» Problem statement: Which lines run from the line with "filename src/cli/rates.rs" through the line with "let dates = fetcher.dates_for(today, days);" in the entries below? Print them exactly, both ends included, and nothing more.
═══
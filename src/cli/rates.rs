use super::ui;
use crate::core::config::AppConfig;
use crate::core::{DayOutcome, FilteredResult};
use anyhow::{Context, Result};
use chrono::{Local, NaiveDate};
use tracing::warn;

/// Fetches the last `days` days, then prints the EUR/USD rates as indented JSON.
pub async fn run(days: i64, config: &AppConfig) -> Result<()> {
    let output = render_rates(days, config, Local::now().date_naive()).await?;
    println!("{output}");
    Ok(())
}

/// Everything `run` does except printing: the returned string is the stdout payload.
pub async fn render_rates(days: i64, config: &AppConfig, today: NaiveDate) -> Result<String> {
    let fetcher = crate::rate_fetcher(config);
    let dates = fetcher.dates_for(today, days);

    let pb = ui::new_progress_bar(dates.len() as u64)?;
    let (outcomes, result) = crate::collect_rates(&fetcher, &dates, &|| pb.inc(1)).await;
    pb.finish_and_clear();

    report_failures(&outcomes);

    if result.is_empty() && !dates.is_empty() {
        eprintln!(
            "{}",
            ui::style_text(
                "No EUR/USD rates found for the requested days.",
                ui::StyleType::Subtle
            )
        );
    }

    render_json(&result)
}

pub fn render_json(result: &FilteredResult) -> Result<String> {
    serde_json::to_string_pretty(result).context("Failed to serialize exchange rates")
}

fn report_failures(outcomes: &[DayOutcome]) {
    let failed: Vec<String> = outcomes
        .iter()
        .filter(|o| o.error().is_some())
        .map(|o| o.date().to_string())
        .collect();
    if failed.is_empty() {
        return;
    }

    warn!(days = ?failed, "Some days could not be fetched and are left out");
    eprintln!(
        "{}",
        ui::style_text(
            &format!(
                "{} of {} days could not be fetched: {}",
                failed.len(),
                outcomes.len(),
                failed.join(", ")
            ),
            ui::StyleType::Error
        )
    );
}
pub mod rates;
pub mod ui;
═══
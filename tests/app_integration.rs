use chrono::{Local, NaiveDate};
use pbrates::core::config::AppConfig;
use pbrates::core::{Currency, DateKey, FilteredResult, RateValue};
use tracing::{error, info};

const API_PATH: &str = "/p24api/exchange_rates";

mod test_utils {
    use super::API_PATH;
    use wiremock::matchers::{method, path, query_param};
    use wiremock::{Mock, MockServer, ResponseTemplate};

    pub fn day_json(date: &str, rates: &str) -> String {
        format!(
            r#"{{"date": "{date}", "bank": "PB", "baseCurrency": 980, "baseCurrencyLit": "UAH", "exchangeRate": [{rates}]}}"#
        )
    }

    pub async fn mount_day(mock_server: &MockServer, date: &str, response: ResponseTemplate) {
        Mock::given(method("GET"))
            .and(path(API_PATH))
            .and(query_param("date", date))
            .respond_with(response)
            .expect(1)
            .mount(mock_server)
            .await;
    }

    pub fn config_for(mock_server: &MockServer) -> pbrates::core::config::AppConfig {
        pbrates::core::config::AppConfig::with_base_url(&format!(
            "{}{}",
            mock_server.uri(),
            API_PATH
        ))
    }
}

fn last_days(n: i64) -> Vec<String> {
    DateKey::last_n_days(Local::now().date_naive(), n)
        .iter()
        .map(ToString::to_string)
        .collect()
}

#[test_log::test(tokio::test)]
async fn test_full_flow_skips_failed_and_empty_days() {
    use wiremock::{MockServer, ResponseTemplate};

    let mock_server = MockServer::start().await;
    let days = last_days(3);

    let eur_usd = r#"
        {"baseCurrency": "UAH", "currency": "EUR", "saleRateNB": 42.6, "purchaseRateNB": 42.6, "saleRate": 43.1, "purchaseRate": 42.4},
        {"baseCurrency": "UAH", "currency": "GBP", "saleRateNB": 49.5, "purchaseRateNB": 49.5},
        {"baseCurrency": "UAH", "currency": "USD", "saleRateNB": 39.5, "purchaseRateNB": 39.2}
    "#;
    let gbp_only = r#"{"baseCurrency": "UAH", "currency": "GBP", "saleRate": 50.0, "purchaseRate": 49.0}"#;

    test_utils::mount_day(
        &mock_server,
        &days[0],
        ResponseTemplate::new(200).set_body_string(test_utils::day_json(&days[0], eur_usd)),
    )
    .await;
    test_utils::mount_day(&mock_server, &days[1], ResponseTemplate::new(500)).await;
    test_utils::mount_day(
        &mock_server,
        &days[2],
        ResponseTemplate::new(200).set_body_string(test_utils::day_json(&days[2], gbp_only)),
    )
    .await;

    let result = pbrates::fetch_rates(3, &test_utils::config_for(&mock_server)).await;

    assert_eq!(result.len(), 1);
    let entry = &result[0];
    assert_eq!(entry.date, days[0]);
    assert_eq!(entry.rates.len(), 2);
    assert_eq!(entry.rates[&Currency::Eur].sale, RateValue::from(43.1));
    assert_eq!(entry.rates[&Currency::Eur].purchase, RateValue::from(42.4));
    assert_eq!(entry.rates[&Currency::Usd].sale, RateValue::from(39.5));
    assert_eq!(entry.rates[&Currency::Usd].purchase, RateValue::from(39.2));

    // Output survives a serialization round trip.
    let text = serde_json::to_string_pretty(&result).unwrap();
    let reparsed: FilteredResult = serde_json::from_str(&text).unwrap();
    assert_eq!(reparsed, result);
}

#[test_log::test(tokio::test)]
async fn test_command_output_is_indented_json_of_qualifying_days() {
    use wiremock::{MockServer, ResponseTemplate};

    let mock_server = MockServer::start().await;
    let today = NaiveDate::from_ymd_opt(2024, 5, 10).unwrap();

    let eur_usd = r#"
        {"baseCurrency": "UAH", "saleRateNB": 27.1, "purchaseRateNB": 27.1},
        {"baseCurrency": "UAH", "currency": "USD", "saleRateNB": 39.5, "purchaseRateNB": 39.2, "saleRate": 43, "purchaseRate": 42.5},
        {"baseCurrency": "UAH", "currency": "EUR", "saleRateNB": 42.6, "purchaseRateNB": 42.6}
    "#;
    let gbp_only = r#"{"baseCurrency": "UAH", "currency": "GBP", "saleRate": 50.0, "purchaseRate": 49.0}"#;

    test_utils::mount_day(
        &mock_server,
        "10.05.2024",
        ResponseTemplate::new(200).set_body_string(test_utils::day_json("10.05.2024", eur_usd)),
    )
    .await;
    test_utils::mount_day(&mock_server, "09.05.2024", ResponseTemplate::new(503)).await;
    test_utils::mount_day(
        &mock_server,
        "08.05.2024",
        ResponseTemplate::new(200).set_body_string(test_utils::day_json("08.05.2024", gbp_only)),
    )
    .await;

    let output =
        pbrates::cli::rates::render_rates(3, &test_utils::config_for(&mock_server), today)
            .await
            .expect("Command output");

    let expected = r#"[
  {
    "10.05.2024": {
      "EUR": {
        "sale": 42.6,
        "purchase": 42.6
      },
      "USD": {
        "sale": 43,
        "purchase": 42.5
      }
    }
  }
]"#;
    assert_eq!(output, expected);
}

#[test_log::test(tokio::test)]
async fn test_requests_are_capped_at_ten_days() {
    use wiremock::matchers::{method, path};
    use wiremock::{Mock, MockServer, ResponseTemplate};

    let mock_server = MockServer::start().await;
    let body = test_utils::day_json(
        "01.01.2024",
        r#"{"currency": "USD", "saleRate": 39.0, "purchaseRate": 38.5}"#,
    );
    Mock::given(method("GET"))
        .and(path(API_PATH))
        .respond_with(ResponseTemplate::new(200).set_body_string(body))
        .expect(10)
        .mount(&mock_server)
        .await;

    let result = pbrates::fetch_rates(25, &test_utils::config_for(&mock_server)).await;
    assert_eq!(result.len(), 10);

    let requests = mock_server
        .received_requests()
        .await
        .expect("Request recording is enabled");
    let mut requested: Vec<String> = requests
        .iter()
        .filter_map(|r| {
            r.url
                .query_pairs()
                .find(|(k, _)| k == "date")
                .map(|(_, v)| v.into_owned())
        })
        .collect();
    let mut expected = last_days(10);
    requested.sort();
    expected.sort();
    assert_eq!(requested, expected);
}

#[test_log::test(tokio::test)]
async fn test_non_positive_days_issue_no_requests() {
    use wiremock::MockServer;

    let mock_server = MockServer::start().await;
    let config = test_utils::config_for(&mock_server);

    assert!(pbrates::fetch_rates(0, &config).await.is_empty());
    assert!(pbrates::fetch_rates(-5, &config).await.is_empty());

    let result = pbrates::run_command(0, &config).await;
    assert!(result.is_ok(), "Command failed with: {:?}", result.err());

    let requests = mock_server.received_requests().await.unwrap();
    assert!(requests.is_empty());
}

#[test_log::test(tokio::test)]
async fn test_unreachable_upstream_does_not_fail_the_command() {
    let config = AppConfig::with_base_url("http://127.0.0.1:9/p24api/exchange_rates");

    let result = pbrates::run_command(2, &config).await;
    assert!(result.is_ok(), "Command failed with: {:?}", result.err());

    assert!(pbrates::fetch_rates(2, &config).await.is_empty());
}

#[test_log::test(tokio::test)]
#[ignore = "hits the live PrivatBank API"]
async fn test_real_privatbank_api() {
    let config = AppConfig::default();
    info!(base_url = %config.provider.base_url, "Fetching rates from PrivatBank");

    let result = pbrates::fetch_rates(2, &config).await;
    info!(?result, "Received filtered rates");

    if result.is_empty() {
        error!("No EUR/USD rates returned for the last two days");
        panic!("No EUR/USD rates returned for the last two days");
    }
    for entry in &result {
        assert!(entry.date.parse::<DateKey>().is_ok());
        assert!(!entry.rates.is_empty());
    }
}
═══
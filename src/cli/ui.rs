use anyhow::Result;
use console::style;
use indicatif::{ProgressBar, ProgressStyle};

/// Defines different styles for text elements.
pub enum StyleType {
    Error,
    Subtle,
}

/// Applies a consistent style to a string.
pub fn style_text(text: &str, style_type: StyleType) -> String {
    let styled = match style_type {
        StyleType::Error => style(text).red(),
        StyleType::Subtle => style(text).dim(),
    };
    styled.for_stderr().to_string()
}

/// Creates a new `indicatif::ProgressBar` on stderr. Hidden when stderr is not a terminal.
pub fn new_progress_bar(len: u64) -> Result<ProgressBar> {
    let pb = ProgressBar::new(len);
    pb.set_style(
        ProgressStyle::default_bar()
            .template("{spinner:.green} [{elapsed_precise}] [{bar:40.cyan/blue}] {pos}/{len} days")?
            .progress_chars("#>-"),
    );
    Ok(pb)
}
═══
» Response for this exercise:
filename src/cli/rates.rs
use super::ui;
use crate::core::config::AppConfig;
use crate::core::{DayOutcome, FilteredResult};
use anyhow::{Context, Result};
use chrono::{Local, NaiveDate};
use tracing::warn;

/// Fetches the last `days` days, then prints the EUR/USD rates as indented JSON.
pub async fn run(days: i64, config: &AppConfig) -> Result<()> {
    let output = render_rates(days, config, Local::now().date_naive()).await?;
    println!("{output}");
    Ok(())
}

/// Everything `run` does except printing: the returned string is the stdout payload.
pub async fn render_rates(days: i64, config: &AppConfig, today: NaiveDate) -> Result<String> {
    let fetcher = crate::rate_fetcher(config);
    let dates = fetcher.dates_for(today, days);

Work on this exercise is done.